Fig. 6: Apical actin meshwork is affected in the Cdh8/11 DKO cranial neural tube.

a A section level for b, b′ in an E9.5 embryo is depicted. b Phalloidin staining is evaluated in the en face view of the E9.5 brain. b′ Expression patterns of Pax6 (a Fb marker) and Pax7 (a dorsal neural tube marker) are determined in the same sample. c Upper panels show enlarged view of apical surface actin meshwork at around the dorsal portion of the Fb and Mb indicated by dotted white frames in b, b′. Lower panels indicate semi-automated cell outlines generated in ImageJ. In all panels, top is the dorsal and bottom is the ventral side of the brain. Scale bar: 50 μm. d Cell number is counted within 0.01 mm² apical area. All data points are shown along with the mean ± s.d. **P < 0.01; NS, non-significant.

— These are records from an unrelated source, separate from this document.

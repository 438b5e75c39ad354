use std::fs;
use std::path::Path;

use freightscope_core::analytics::{DeterministicReportEngine, ReportEngine};
use freightscope_core::config::{AppConfig, ConfigOverrides, LoadOptions};
use freightscope_core::domain::shipment::ShipmentRecord;
use freightscope_core::errors::ApplicationError;
use tracing::info;

use super::CommandResult;

const COMMAND: &str = "analyze";

pub fn run(input: &Path, output: Option<&Path>, origin_zip: Option<String>) -> CommandResult {
    let config = match AppConfig::load(LoadOptions {
        overrides: ConfigOverrides { origin_zip, ..Default::default() },
        ..Default::default()
    }) {
        Ok(config) => config,
        Err(error) => return CommandResult::failure(COMMAND, "configuration", error.to_string(), 2),
    };

    let raw = match fs::read_to_string(input) {
        Ok(raw) => raw,
        Err(error) => {
            let error = ApplicationError::Io(format!("could not read `{}`: {error}", input.display()));
            return CommandResult::failure(COMMAND, error.error_class(), error.to_string(), 3);
        }
    };

    let records: Vec<ShipmentRecord> = match serde_json::from_str(&raw) {
        Ok(records) => records,
        Err(error) => {
            let error = ApplicationError::Serialization(format!(
                "`{}` is not a JSON array of shipment records: {error}",
                input.display()
            ));
            return CommandResult::failure(COMMAND, error.error_class(), error.to_string(), 4);
        }
    };

    info!(record_count = records.len(), input = %input.display(), "building shipment report");

    let mut engine =
        DeterministicReportEngine::new().with_top_states(config.analytics.top_states);
    if let Some(origin) = config.analytics.origin_zip {
        engine = engine.with_origin_zip(origin);
    }

    let report = match engine.build_report(&records) {
        Ok(report) => report,
        Err(error) => {
            let error = ApplicationError::from(error);
            return CommandResult::failure(COMMAND, error.error_class(), error.to_string(), 5);
        }
    };

    let report_json = match serde_json::to_string_pretty(&report) {
        Ok(json) => json,
        Err(error) => {
            let error = ApplicationError::Serialization(error.to_string());
            return CommandResult::failure(COMMAND, error.error_class(), error.to_string(), 4);
        }
    };

    info!(
        total_shipments = report.total_shipments,
        analysis_months = report.analysis_months,
        "shipment report assembled"
    );

    match output {
        Some(path) => match fs::write(path, &report_json) {
            Ok(()) => CommandResult::success(
                COMMAND,
                format!(
                    "analyzed {} shipments; report written to `{}`",
                    report.total_shipments,
                    path.display()
                ),
            ),
            Err(error) => {
                let error =
                    ApplicationError::Io(format!("could not write `{}`: {error}", path.display()));
                CommandResult::failure(COMMAND, error.error_class(), error.to_string(), 3)
            }
        },
        None => CommandResult::raw(report_json),
    }
}
use std::env;
use std::io::Write;
use std::sync::{Mutex, OnceLock};

use freightscope_cli::commands::{analyze, transit, zone};
use serde_json::Value;

#[test]
fn analyze_emits_report_json_for_valid_records() {
    with_env(&[], || {
        let input = records_file(
            r#"[
                {"state": "California", "weight": 0.99, "cost": 10, "date": "2025-01-10"},
                {"state": "California", "weight": 1.0, "cost": 20, "date": "2025-03-20"},
                {"state": "CA", "weight": 2.0, "cost": 30, "shippingMethod": "SPD Ground"},
                {"state": "Texas", "weight": 6.0, "cost": 0, "country": "MX"}
            ]"#,
        );

        let result = analyze::run(input.path(), None, None);
        assert_eq!(result.exit_code, 0, "expected successful analyze run: {}", result.output);

        let report = parse_payload(&result.output);
        assert_eq!(report["totalShipments"], 4);
        assert_eq!(report["avgCost"], 15.0);
        assert_eq!(report["analysisMonths"], 3);
        assert_eq!(report["domesticVsInternational"]["domestic"]["percentage"], "75.0");

        let state_names: Vec<&str> = report["states"]
            .as_array()
            .expect("states array")
            .iter()
            .map(|state| state["name"].as_str().expect("state name"))
            .collect();
        assert!(state_names.contains(&"California"));
        assert!(state_names.contains(&"CA"), "exact-string grouping must keep CA separate");

        let buckets = report["weightDistribution"].as_array().expect("weight buckets");
        assert_eq!(buckets[1]["label"], "0.5-0.99 lbs");
        assert_eq!(buckets[1]["count"], 1);
        assert_eq!(buckets[2]["count"], 2);

        let recommended: Vec<&Value> = report["warehouseComparison"]
            .as_array()
            .expect("warehouse comparison")
            .iter()
            .filter(|result| result["recommended"] == true)
            .collect();
        assert_eq!(recommended.len(), 1);
        assert!(recommended[0]["savings"].is_number());
        assert!(recommended[0]["savingsPercent"].is_string());
    });
}

#[test]
fn analyze_rejects_empty_record_set() {
    with_env(&[], || {
        let input = records_file("[]");

        let result = analyze::run(input.path(), None, None);
        assert_eq!(result.exit_code, 5, "empty batch is a caller-side failure");

        let payload = parse_payload(&result.output);
        assert_eq!(payload["command"], "analyze");
        assert_eq!(payload["status"], "error");
        assert_eq!(payload["error_class"], "empty_shipment_set");
    });
}

#[test]
fn analyze_reports_missing_input_as_io_failure() {
    with_env(&[], || {
        let result =
            analyze::run(std::path::Path::new("definitely-missing-records.json"), None, None);
        assert_eq!(result.exit_code, 3);

        let payload = parse_payload(&result.output);
        assert_eq!(payload["error_class"], "io");
    });
}

#[test]
fn analyze_reports_malformed_json_as_serialization_failure() {
    with_env(&[], || {
        let input = records_file("{\"not\": \"an array\"}");

        let result = analyze::run(input.path(), None, None);
        assert_eq!(result.exit_code, 4);

        let payload = parse_payload(&result.output);
        assert_eq!(payload["error_class"], "serialization");
    });
}

#[test]
fn analyze_writes_report_file_when_output_is_given() {
    with_env(&[], || {
        let input = records_file(r#"[{"state": "OH", "weight": 1.0, "cost": 12.5}]"#);
        let output_dir = tempfile::tempdir().expect("temp dir");
        let output_path = output_dir.path().join("report.json");

        let result = analyze::run(input.path(), Some(&output_path), None);
        assert_eq!(result.exit_code, 0, "expected success: {}", result.output);

        let payload = parse_payload(&result.output);
        assert_eq!(payload["status"], "ok");

        let written = std::fs::read_to_string(&output_path).expect("report file");
        let report = parse_payload(&written);
        assert_eq!(report["totalShipments"], 1);
    });
}

#[test]
fn analyze_derives_zones_from_configured_origin() {
    with_env(&[("FREIGHTSCOPE_ORIGIN_ZIP", "10001")], || {
        let input = records_file(
            r#"[{"state": "CA", "weight": 1.0, "cost": 5, "zone": 0, "zipCode": "90001"}]"#,
        );

        let result = analyze::run(input.path(), None, None);
        assert_eq!(result.exit_code, 0, "expected success: {}", result.output);

        let report = parse_payload(&result.output);
        assert_eq!(report["zoneDistribution"][0]["zone"], 8);
    });
}

#[test]
fn zone_matches_known_cross_country_pair() {
    let payload = parse_payload(&zone::run("10001", "90001"));
    assert_eq!(payload["fromState"], "NY");
    assert_eq!(payload["toState"], "CA");
    assert_eq!(payload["zone"], 8);
}

#[test]
fn zone_falls_back_to_default_for_unknown_zip() {
    let payload = parse_payload(&zone::run("00000", "90001"));
    assert_eq!(payload["fromState"], Value::Null);
    assert_eq!(payload["zone"], 5);
}

#[test]
fn transit_estimates_follow_method_rules() {
    let payload = parse_payload(&transit::run("Priority Overnight", 8));
    assert_eq!(payload["days"], 1);

    let payload = parse_payload(&transit::run("SPD Ground", 3));
    assert_eq!(payload["days"], 3);
}

fn records_file(contents: &str) -> tempfile::NamedTempFile {
    let mut file = tempfile::NamedTempFile::new().expect("temp records file");
    file.write_all(contents.as_bytes()).expect("write records");
    file
}

fn parse_payload(raw: &str) -> Value {
    serde_json::from_str(raw).unwrap_or_else(|error| panic!("invalid JSON payload: {error}\n{raw}"))
}

fn env_lock() -> &'static Mutex<()> {
    static LOCK: OnceLock<Mutex<()>> = OnceLock::new();
    LOCK.get_or_init(Mutex::default)
}

fn with_env(vars: &[(&str, &str)], run: impl FnOnce()) {
    let _guard = env_lock().lock().expect("env lock");

    let saved: Vec<(String, Option<String>)> =
        vars.iter().map(|(key, _)| ((*key).to_string(), env::var(key).ok())).collect();
    for (key, value) in vars {
        env::set_var(key, value);
    }

    run();

    for (key, previous) in saved {
        match previous {
            Some(value) => env::set_var(&key, value),
            None => env::remove_var(&key),
        }
    }
}
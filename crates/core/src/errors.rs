use thiserror::Error;

#[derive(Clone, Debug, Error, PartialEq, Eq)]
pub enum DomainError {
    #[error("shipment set is empty; nothing to analyze")]
    EmptyShipmentSet,
    #[error("domain invariant violation: {0}")]
    InvariantViolation(String),
}

#[derive(Clone, Debug, Error, PartialEq, Eq)]
pub enum ApplicationError {
    #[error(transparent)]
    Domain(#[from] DomainError),
    #[error("io failure: {0}")]
    Io(String),
    #[error("serialization failure: {0}")]
    Serialization(String),
    #[error("configuration failure: {0}")]
    Configuration(String),
}

#[derive(Clone, Debug, Error, PartialEq, Eq)]
pub enum InterfaceError {
    #[error("bad request: {message}")]
    BadRequest { message: String, correlation_id: String },
    #[error("service unavailable: {message}")]
    ServiceUnavailable { message: String, correlation_id: String },
    #[error("internal error: {message}")]
    Internal { message: String, correlation_id: String },
}

impl InterfaceError {
    pub fn user_message(&self) -> &'static str {
        match self {
            Self::BadRequest { .. } => {
                "The shipment data could not be analyzed. Check the input and try again."
            }
            Self::ServiceUnavailable { .. } => {
                "The analysis could not be completed right now. Please retry shortly."
            }
            Self::Internal { .. } => "An unexpected internal error occurred.",
        }
    }
}

impl ApplicationError {
    /// Stable machine-readable class, used by host command envelopes.
    pub fn error_class(&self) -> &'static str {
        match self {
            Self::Domain(DomainError::EmptyShipmentSet) => "empty_shipment_set",
            Self::Domain(DomainError::InvariantViolation(_)) => "invariant_violation",
            Self::Io(_) => "io",
            Self::Serialization(_) => "serialization",
            Self::Configuration(_) => "configuration",
        }
    }

    pub fn into_interface(self, correlation_id: impl Into<String>) -> InterfaceError {
        let correlation_id = correlation_id.into();
        let mut mapped = InterfaceError::from(self);
        match &mut mapped {
            InterfaceError::BadRequest { correlation_id: id, .. }
            | InterfaceError::ServiceUnavailable { correlation_id: id, .. }
            | InterfaceError::Internal { correlation_id: id, .. } => *id = correlation_id,
        }
        mapped
    }
}

impl From<ApplicationError> for InterfaceError {
    fn from(value: ApplicationError) -> Self {
        match value {
            ApplicationError::Domain(DomainError::EmptyShipmentSet)
            | ApplicationError::Domain(DomainError::InvariantViolation(_)) => Self::BadRequest {
                message: "shipment validation failed".to_owned(),
                correlation_id: "unassigned".to_owned(),
            },
            ApplicationError::Serialization(message) => {
                Self::BadRequest { message, correlation_id: "unassigned".to_owned() }
            }
            ApplicationError::Io(message) => {
                Self::ServiceUnavailable { message, correlation_id: "unassigned".to_owned() }
            }
            ApplicationError::Configuration(message) => {
                Self::Internal { message, correlation_id: "unassigned".to_owned() }
            }
        }
    }
}

#[cfg(test)]
mod tests {
    use crate::errors::{ApplicationError, DomainError, InterfaceError};

    #[test]
    fn empty_shipment_set_maps_to_bad_request_interface_error() {
        let interface =
            ApplicationError::from(DomainError::EmptyShipmentSet).into_interface("req-1");

        assert!(matches!(
            interface,
            InterfaceError::BadRequest {
                ref correlation_id,
                ..
            } if correlation_id == "req-1"
        ));
    }

    #[test]
    fn bad_request_has_user_safe_message() {
        let interface =
            ApplicationError::from(DomainError::EmptyShipmentSet).into_interface("req-2");

        assert_eq!(
            interface.user_message(),
            "The shipment data could not be analyzed. Check the input and try again."
        );
    }

    #[test]
    fn io_error_maps_to_service_unavailable() {
        let interface =
            ApplicationError::Io("records file disappeared".to_owned()).into_interface("req-3");

        assert!(matches!(interface, InterfaceError::ServiceUnavailable { .. }));
        assert_eq!(
            interface.user_message(),
            "The analysis could not be completed right now. Please retry shortly."
        );
    }

    #[test]
    fn configuration_error_maps_to_internal() {
        let interface =
            ApplicationError::Configuration("invalid catalog".to_owned()).into_interface("req-4");

        assert!(matches!(interface, InterfaceError::Internal { .. }));
        assert_eq!(interface.user_message(), "An unexpected internal error occurred.");
    }

    #[test]
    fn error_classes_are_stable() {
        assert_eq!(
            ApplicationError::from(DomainError::EmptyShipmentSet).error_class(),
            "empty_shipment_set"
        );
        assert_eq!(ApplicationError::Io("gone".to_owned()).error_class(), "io");
    }
}
use std::env;
use std::fs;
use std::path::{Path, PathBuf};

use serde::{Deserialize, Serialize};
use thiserror::Error;

use crate::analytics::DEFAULT_TOP_STATES;
use crate::store::DEFAULT_STORE_CAPACITY;

#[derive(Clone, Debug)]
pub struct AppConfig {
    pub analytics: AnalyticsConfig,
    pub logging: LoggingConfig,
}

#[derive(Clone, Debug)]
pub struct AnalyticsConfig {
    /// Cap on state summaries in a report.
    pub top_states: usize,
    /// Capacity of the host-side report history.
    pub store_capacity: usize,
    /// Warehouse origin used to derive zones for records without one.
    pub origin_zip: Option<String>,
}

#[derive(Clone, Debug)]
pub struct LoggingConfig {
    pub level: String,
    pub format: LogFormat,
}

#[derive(Clone, Copy, Debug, PartialEq, Eq, Serialize, Deserialize)]
#[serde(rename_all = "snake_case")]
pub enum LogFormat {
    Compact,
    Pretty,
    Json,
}

#[derive(Clone, Debug, Default)]
pub struct ConfigOverrides {
    pub log_level: Option<String>,
    pub origin_zip: Option<String>,
    pub top_states: Option<usize>,
}

#[derive(Clone, Debug, Default)]
pub struct LoadOptions {
    pub config_path: Option<PathBuf>,
    pub require_file: bool,
    pub overrides: ConfigOverrides,
}

#[derive(Debug, Error)]
pub enum ConfigError {
    #[error("could not read config file `{path}`: {source}")]
    ReadFile { path: PathBuf, source: std::io::Error },
    #[error("could not parse config file `{path}`: {source}")]
    ParseFile { path: PathBuf, source: toml::de::Error },
    #[error("required config file was not found: `{0}`")]
    MissingConfigFile(PathBuf),
    #[error("environment variable interpolation failed for `{var}`")]
    MissingEnvInterpolation { var: String },
    #[error("unterminated environment interpolation expression")]
    UnterminatedInterpolation,
    #[error("invalid environment override for `{key}`: `{value}`")]
    InvalidEnvOverride { key: String, value: String },
    #[error("configuration validation failed: {0}")]
    Validation(String),
}

impl Default for AppConfig {
    fn default() -> Self {
        Self {
            analytics: AnalyticsConfig {
                top_states: DEFAULT_TOP_STATES,
                store_capacity: DEFAULT_STORE_CAPACITY,
                origin_zip: None,
            },
            logging: LoggingConfig { level: "info".to_string(), format: LogFormat::Compact },
        }
    }
}

impl std::str::FromStr for LogFormat {
    type Err = ConfigError;

    fn from_str(value: &str) -> Result<Self, Self::Err> {
        match value.trim().to_ascii_lowercase().as_str() {
            "compact" => Ok(Self::Compact),
            "pretty" => Ok(Self::Pretty),
            "json" => Ok(Self::Json),
            other => Err(ConfigError::Validation(format!(
                "unsupported log format `{other}` (expected compact|pretty|json)"
            ))),
        }
    }
}

impl AppConfig {
    pub fn load(options: LoadOptions) -> Result<Self, ConfigError> {
        let mut config = Self::default();
        let maybe_path = resolve_config_path(options.config_path.as_deref());

        if let Some(path) = maybe_path {
            let patch = read_patch(&path)?;
            config.apply_patch(patch);
        } else if options.require_file {
            let expected =
                options.config_path.unwrap_or_else(|| PathBuf::from("freightscope.toml"));
            return Err(ConfigError::MissingConfigFile(expected));
        }

        config.apply_env_overrides()?;
        config.apply_overrides(options.overrides);
        config.validate()?;

        Ok(config)
    }

    fn apply_patch(&mut self, patch: ConfigPatch) {
        if let Some(analytics) = patch.analytics {
            if let Some(top_states) = analytics.top_states {
                self.analytics.top_states = top_states;
            }
            if let Some(store_capacity) = analytics.store_capacity {
                self.analytics.store_capacity = store_capacity;
            }
            if let Some(origin_zip) = analytics.origin_zip {
                self.analytics.origin_zip = Some(origin_zip);
            }
        }

        if let Some(logging) = patch.logging {
            if let Some(level) = logging.level {
                self.logging.level = level;
            }
            if let Some(format) = logging.format {
                self.logging.format = format;
            }
        }
    }

    fn apply_env_overrides(&mut self) -> Result<(), ConfigError> {
        if let Some(value) = read_env("FREIGHTSCOPE_TOP_STATES") {
            self.analytics.top_states = parse_usize("FREIGHTSCOPE_TOP_STATES", &value)?;
        }
        if let Some(value) = read_env("FREIGHTSCOPE_STORE_CAPACITY") {
            self.analytics.store_capacity = parse_usize("FREIGHTSCOPE_STORE_CAPACITY", &value)?;
        }
        if let Some(value) = read_env("FREIGHTSCOPE_ORIGIN_ZIP") {
            self.analytics.origin_zip = Some(value);
        }

        let log_level =
            read_env("FREIGHTSCOPE_LOGGING_LEVEL").or_else(|| read_env("FREIGHTSCOPE_LOG_LEVEL"));
        if let Some(value) = log_level {
            self.logging.level = value;
        }
        let log_format =
            read_env("FREIGHTSCOPE_LOGGING_FORMAT").or_else(|| read_env("FREIGHTSCOPE_LOG_FORMAT"));
        if let Some(value) = log_format {
            self.logging.format = value.parse()?;
        }

        Ok(())
    }

    fn apply_overrides(&mut self, overrides: ConfigOverrides) {
        if let Some(log_level) = overrides.log_level {
            self.logging.level = log_level;
        }
        if let Some(origin_zip) = overrides.origin_zip {
            self.analytics.origin_zip = Some(origin_zip);
        }
        if let Some(top_states) = overrides.top_states {
            self.analytics.top_states = top_states;
        }
    }

    pub fn validate(&self) -> Result<(), ConfigError> {
        validate_analytics(&self.analytics)?;
        validate_logging(&self.logging)?;
        Ok(())
    }
}

fn resolve_config_path(explicit_path: Option<&Path>) -> Option<PathBuf> {
    if let Some(path) = explicit_path {
        return path.exists().then_some(path.to_path_buf());
    }

    [PathBuf::from("freightscope.toml"), PathBuf::from("config/freightscope.toml")]
        .into_iter()
        .find(|path| path.exists())
}

fn read_patch(path: &Path) -> Result<ConfigPatch, ConfigError> {
    let raw = fs::read_to_string(path)
        .map_err(|source| ConfigError::ReadFile { path: path.to_path_buf(), source })?;

    let interpolated = interpolate_env_vars(&raw)?;
    toml::from_str::<ConfigPatch>(&interpolated)
        .map_err(|source| ConfigError::ParseFile { path: path.to_path_buf(), source })
}

fn interpolate_env_vars(input: &str) -> Result<String, ConfigError> {
    let mut output = String::with_capacity(input.len());
    let mut chars = input.chars().peekable();

    while let Some(ch) = chars.next() {
        if ch == '$' && matches!(chars.peek(), Some('{')) {
            chars.next();
            let mut key = String::new();

            loop {
                match chars.next() {
                    Some('}') => break,
                    Some(next) => key.push(next),
                    None => return Err(ConfigError::UnterminatedInterpolation),
                }
            }

            let value = env::var(&key)
                .map_err(|_| ConfigError::MissingEnvInterpolation { var: key.clone() })?;
            output.push_str(&value);
            continue;
        }

        output.push(ch);
    }

    Ok(output)
}

fn validate_analytics(analytics: &AnalyticsConfig) -> Result<(), ConfigError> {
    if analytics.top_states == 0 || analytics.top_states > 50 {
        return Err(ConfigError::Validation(
            "analytics.top_states must be in range 1..=50".to_string(),
        ));
    }

    if analytics.store_capacity == 0 || analytics.store_capacity > 1000 {
        return Err(ConfigError::Validation(
            "analytics.store_capacity must be in range 1..=1000".to_string(),
        ));
    }

    if let Some(origin_zip) = &analytics.origin_zip {
        let base = origin_zip.split('-').next().unwrap_or_default().trim();
        if base.is_empty() || base.len() > 5 || !base.bytes().all(|b| b.is_ascii_digit()) {
            return Err(ConfigError::Validation(
                "analytics.origin_zip must be a 5-digit US postal code".to_string(),
            ));
        }
    }

    Ok(())
}

fn validate_logging(logging: &LoggingConfig) -> Result<(), ConfigError> {
    let level = logging.level.trim().to_ascii_lowercase();
    match level.as_str() {
        "trace" | "debug" | "info" | "warn" | "error" => Ok(()),
        _ => Err(ConfigError::Validation(
            "logging.level must be one of trace|debug|info|warn|error".to_string(),
        )),
    }
}

fn read_env(key: &str) -> Option<String> {
    env::var(key).ok().filter(|value| !value.trim().is_empty())
}

fn parse_usize(key: &str, value: &str) -> Result<usize, ConfigError> {
    value.parse::<usize>().map_err(|_| ConfigError::InvalidEnvOverride {
        key: key.to_string(),
        value: value.to_string(),
    })
}

#[derive(Debug, Default, Deserialize)]
struct ConfigPatch {
    analytics: Option<AnalyticsPatch>,
    logging: Option<LoggingPatch>,
}

#[derive(Debug, Default, Deserialize)]
struct AnalyticsPatch {
    top_states: Option<usize>,
    store_capacity: Option<usize>,
    origin_zip: Option<String>,
}

#[derive(Debug, Default, Deserialize)]
struct LoggingPatch {
    level: Option<String>,
    format: Option<LogFormat>,
}
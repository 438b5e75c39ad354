use rust_decimal::Decimal;
use thiserror::Error;

use crate::domain::warehouse::WarehouseOption;

#[derive(Clone, Debug, Error, PartialEq, Eq)]
pub enum CatalogError {
    #[error("warehouse catalog is empty")]
    EmptyCatalog,
    #[error("warehouse catalog has no recommended option")]
    NoRecommendedOption,
    #[error("warehouse catalog has {count} recommended options, expected exactly one")]
    MultipleRecommendedOptions { count: usize },
    #[error("warehouse option `{name}` has a negative cost multiplier")]
    NegativeMultiplier { name: String },
}

impl CatalogError {
    pub fn user_safe_message(&self) -> String {
        match self {
            Self::EmptyCatalog => "No warehouse configurations are available to compare.".to_string(),
            Self::NoRecommendedOption => {
                "The warehouse catalog must flag one recommended configuration.".to_string()
            }
            Self::MultipleRecommendedOptions { count } => {
                format!("The warehouse catalog flags {count} recommended configurations; only one is allowed.")
            }
            Self::NegativeMultiplier { name } => {
                format!("Warehouse configuration '{name}' has an invalid cost multiplier.")
            }
        }
    }
}

/// The catalog is pre-ranked business configuration: the simulator evaluates
/// it as-is and never searches for an optimum. Exactly one entry carries the
/// recommended flag.
pub fn validate_catalog(options: &[WarehouseOption]) -> Result<(), CatalogError> {
    if options.is_empty() {
        return Err(CatalogError::EmptyCatalog);
    }

    if let Some(option) = options.iter().find(|option| option.cost_multiplier < Decimal::ZERO) {
        return Err(CatalogError::NegativeMultiplier { name: option.name.clone() });
    }

    match options.iter().filter(|option| option.recommended).count() {
        0 => Err(CatalogError::NoRecommendedOption),
        1 => Ok(()),
        count => Err(CatalogError::MultipleRecommendedOptions { count }),
    }
}

fn option(
    name: &str,
    cost_multiplier: Decimal,
    avg_zone: f64,
    transit_time: f64,
    recommended: bool,
) -> WarehouseOption {
    WarehouseOption { name: name.to_string(), cost_multiplier, avg_zone, transit_time, recommended }
}

/// Built-in candidate networks. Multipliers and zone/transit profiles are
/// heuristic business constants; the consolidated three-site network is the
/// pre-ranked recommendation.
pub fn default_catalog() -> Vec<WarehouseOption> {
    vec![
        option("Single Warehouse - Los Angeles, CA", Decimal::ONE, 5.8, 4.2, false),
        option("Single Warehouse - Dallas, TX", Decimal::new(96, 2), 4.9, 3.8, false),
        option("Single Warehouse - Chicago, IL", Decimal::new(94, 2), 4.6, 3.6, false),
        option("Single Warehouse - Atlanta, GA", Decimal::new(95, 2), 4.8, 3.7, false),
        option("Dual Network - Los Angeles + Harrisburg", Decimal::new(87, 2), 3.9, 3.1, false),
        option("Triple Network - LA + Dallas + Harrisburg", Decimal::new(82, 2), 3.2, 2.6, true),
    ]
}
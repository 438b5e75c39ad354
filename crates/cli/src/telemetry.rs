use freightscope_core::config::{LogFormat, LoggingConfig};
use tracing_subscriber::EnvFilter;

/// Install the global subscriber according to the logging config. Calling
/// twice is harmless; the second install is ignored.
pub fn init(config: &LoggingConfig) {
    let filter = EnvFilter::try_new(&config.level).unwrap_or_else(|_| EnvFilter::new("info"));
    let builder = tracing_subscriber::fmt().with_env_filter(filter).with_target(false);

    let installed = match config.format {
        LogFormat::Compact => builder.compact().try_init(),
        LogFormat::Pretty => builder.pretty().try_init(),
        LogFormat::Json => builder.json().try_init(),
    };
    installed.ok();
}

The number of cells significantly decreases in the Cdh8/11 DKO Mb, but not in the Fb. e Each apical area visualized by phalloidin staining is color coded based on the size (see right graph) and those areas larger than 301 μm² are painted by the color code. Bold red lines delineate those clusters containing more than four adjacent cells with the painting. In Cdh8/11 DKO, cells with under 100 μm² apical area decrease and those with larger apical area increase (graph). Additionally, those cells with less-constricted actin meshwork colored in the panel tend to cluster only in the Cdh8/11 DKO Mb. f Diagram hypothesizes how reduced apical constrictions could disrupt bending of the neural plate. Multiple loss of Cdh genes affects adherens junctions (green circles in WT; light green in DKO) to bring actin into less accumulated and constricted state (red belts in WT; pink in DKO) and occasionally increases cell proliferation. This disturbs bending kinetics of the neural plate, leading to exencephaly.